Et elle est aussi la génération de l’ambition par excellence. L’ambition de la poésie qui veut tuer l’isolement et se libérer du fantôme de la guerre, mais en pétrissant la langue de cette poésie dans l’absurdité et l’impulsivité et le défi et la protestation.

À propos de le génération de la fin du vingtième siècle

Pourrions-nous conclure en disant que l’expérience poétique des années 90, qui tendait à se fondre dans la combativité de la vie afin de représenter une révolution poétique sur un certain mode de vie et d’écriture, a fini par voir ses ambitions brisées sur le seuil de la guerre froide qui s’installa après la fin de la guerre chaude ?

On pourrait énoncer cela comme éventualité historique et critique.

Mais pourrions-nous pour autant refermer la porte à nouveau au nez de la poésie ?

Certainement pas. Car nous sommes en train d’assister, et depuis près de 7 ans, à la naissance d’un nouvel essor poétique, qui pourrait former la 3ème génération après celles des années 80 et 90.

Une partie de ce nouvel essor est en relation étroite avec les rythmes et l’expérience des années 90, du point de vue de la célébration du quotidien et du passager, et au devant des poètes de cette expérience-là Samer Abu Hawash dans son recueil « la vie s’imprime à New York » et Fadi el Abdallah dans « étranger avec une caméra à la main ».  

Par contre, une autre partie représente un foyer tout à fait différent, qui a la nostalgie des rêves poignardés des années 80, et qui revient prouver avec force et distinction et avec une culture spirituelle et sensuelle et poétique et une grande audace existentielle, que la poésie peut renaître de la vision tragique du poète et des thèmes de l’être individuel, grands et secondaires à la fois. Et au devant des artisans de cette révolution est la poète Joumana Haddad dans son recueil « le retour de Lilith ».

D’un côté c’est un foyer poétique libéré des grandes causes de la poésie, et de ses grands rôles.

Et d’un autre côté il envahit les tentations du quotidien et du passager et de l’éphémère de l’absurde, les assimile et les dépasse, afin de rendre à la poésie une sorte de grandeur qu’elle avait failli perdre durant l’ère poétique passée.

Conclusion

Quels sont les éléments de la scène poétique aujourd’hui ?

Pour être extrêmement concis je dirai que s’entrelacent sur cette scène les cumuls des vingt-cinq dernières années, c’est-à-dire ces trois générations poétiques différentes et variées qui ne s’alignent pas dans une vision poétique unique.

Et avant et pendant tout cela, il y a aussi les poètes qui précédèrent ces 3 générations en tant qu’âge et expérience, et qui continuent leurs parcours au sein de la vie poétique actuelle.

C’est l’expérience poétique libanaise moderne dans toute sa variété.
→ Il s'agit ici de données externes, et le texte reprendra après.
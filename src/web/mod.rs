//! Web API（HTTP + JSON）
//!
//! 設定の読み書き、監視の開始・停止、記録の参照、プレビュー配信のみ。
//! 監視サイクル自体には関与しない。

mod dto;
mod error;
mod handlers;
mod html;

pub use dto::ApiResponse;
pub use error::{status_for, ApiError};
pub use handlers::{resolve_capture_path, DEFAULT_RECENT_LIMIT, MJPEG_CONTENT_TYPE};

use std::sync::{Arc, RwLock};

use anyhow::Context;
use axum::{
    routing::{get, post},
    Router,
};
use tracing::info;

use crate::config::AppConfig;
use crate::messenger::SharedMessenger;
use crate::monitor::MonitorService;

#[derive(Clone)]
pub struct WebState {
    pub monitor: MonitorService,
    pub messenger: Arc<SharedMessenger>,
    app_config: Arc<RwLock<AppConfig>>,
    /// 受信者保存（読み込み → 更新 → 書き込み → 差し替え）の直列化
    recipients_lock: Arc<tokio::sync::Mutex<()>>,
}

impl WebState {
    pub fn new(monitor: MonitorService, messenger: Arc<SharedMessenger>, app_config: AppConfig) -> Self {
        Self {
            monitor,
            messenger,
            app_config: Arc::new(RwLock::new(app_config)),
            recipients_lock: Arc::new(tokio::sync::Mutex::new(())),
        }
    }

    pub fn app_config(&self) -> AppConfig {
        match self.app_config.read() {
            Ok(guard) => guard.clone(),
            Err(poisoned) => poisoned.into_inner().clone(),
        }
    }

    fn replace_app_config(&self, config: AppConfig) {
        let mut guard = match self.app_config.write() {
            Ok(guard) => guard,
            Err(poisoned) => poisoned.into_inner(),
        };
        *guard = config;
    }
}

pub fn app_router(state: WebState) -> Router {
    Router::new()
        .route("/", get(handlers::index))
        .route("/api/status", get(handlers::status))
        .route("/api/config", get(handlers::get_config).post(handlers::update_config))
        .route("/api/monitor/start", post(handlers::start_monitor))
        .route("/api/monitor/stop", post(handlers::stop_monitor))
        .route("/api/messenger/test", post(handlers::test_recipient))
        .route("/api/messenger/save_recipients", post(handlers::save_recipients))
        .route("/api/records/today", get(handlers::today_records))
        .route("/api/records/recent", get(handlers::recent_records))
        .route("/image", get(handlers::image))
        .route("/api/preview/status", get(handlers::preview_status))
        .route("/video_feed", get(handlers::video_feed))
        .with_state(state)
}

/// Ctrl-C まで待ち受け、終了時に監視とスケジューラを止める
pub async fn serve(state: WebState, host: &str, port: u16) -> anyhow::Result<()> {
    let bind_addr = format!("{host}:{port}");
    let listener = tokio::net::TcpListener::bind(&bind_addr)
        .await
        .with_context(|| format!("{bind_addr} で待ち受けできません"))?;
    let local = listener.local_addr()?;
    println!("✔ Web ダッシュボード: http://{}", local);
    info!(addr = %local, "Webサーバー起動");

    let monitor = state.monitor.clone();
    axum::serve(listener, app_router(state))
        .with_graceful_shutdown(async {
            let _ = tokio::signal::ctrl_c().await;
        })
        .await
        .context("Webサーバーが異常終了しました")?;

    info!("Webサーバー停止");
    monitor.shutdown().await;
    Ok(())
}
Et je l’ai exposée du point de vue de ma propre vision poétique et critique, et sans jugements de valeur.

Et il est probable que le paysage de cette expérience, avec ce qu’il comporte de différences et de divergences et d’hétérogénéité, consiste l’un des signes précurseurs qui annoncera la naissance d’une autre poésie dans la poésie, et qui annoncera peut-être de  nouvelles révolutions et de naissances.